Unix: Removing outside Root access from Ubuntu

Saturday, March 28th, 2009

Every Unix box has a root account, or an account that has absolute control over the machine, its files and controls.

From all accounts, admins should use this account sparingly, only for cases where cross-system control is needed. You can make big mistakes (i.e. wipe out the system with a badly-worded command) from root. If you have work to do that can be done from a user account, use that instead.

Ubuntu has taken this precaution to the next level. When you install Ubuntu, it disables the root account. If you want to do root commands, you issue them from your account through the “sudo” command. basically sudo allows you to issue commands from another user’s account (assuming you have the password).

The idea behind this is that not only will it limit the mistakes you may make, but also reduce the attack footprint of your server. A cracker, trying to get in via SSH, doesn’t even get the option to guess the password to the root account to gain entry, because root can’t log in from SSH at all.

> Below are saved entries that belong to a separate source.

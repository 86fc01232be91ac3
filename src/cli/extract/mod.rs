mod extract_impl;
pub mod progress;
pub mod selection;

pub use extract_impl::cmd_extract;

Now, like many old Linux codgers, as soon as I set up Ubuntu, I enabled the root account, mainly because filling in a password every time I wanted to do something in root was a pain. But I just learned that sudo actually has an option (sudo -i) that will allow you to work within a shell of a user account entirely–this means you evoke sudo once and then every thing you do from the command line is done from the account you’ve sudo’d in from, such as root. which is pretty neat, and eliminates the need to be able to access root from the outside (i.e. via SSH).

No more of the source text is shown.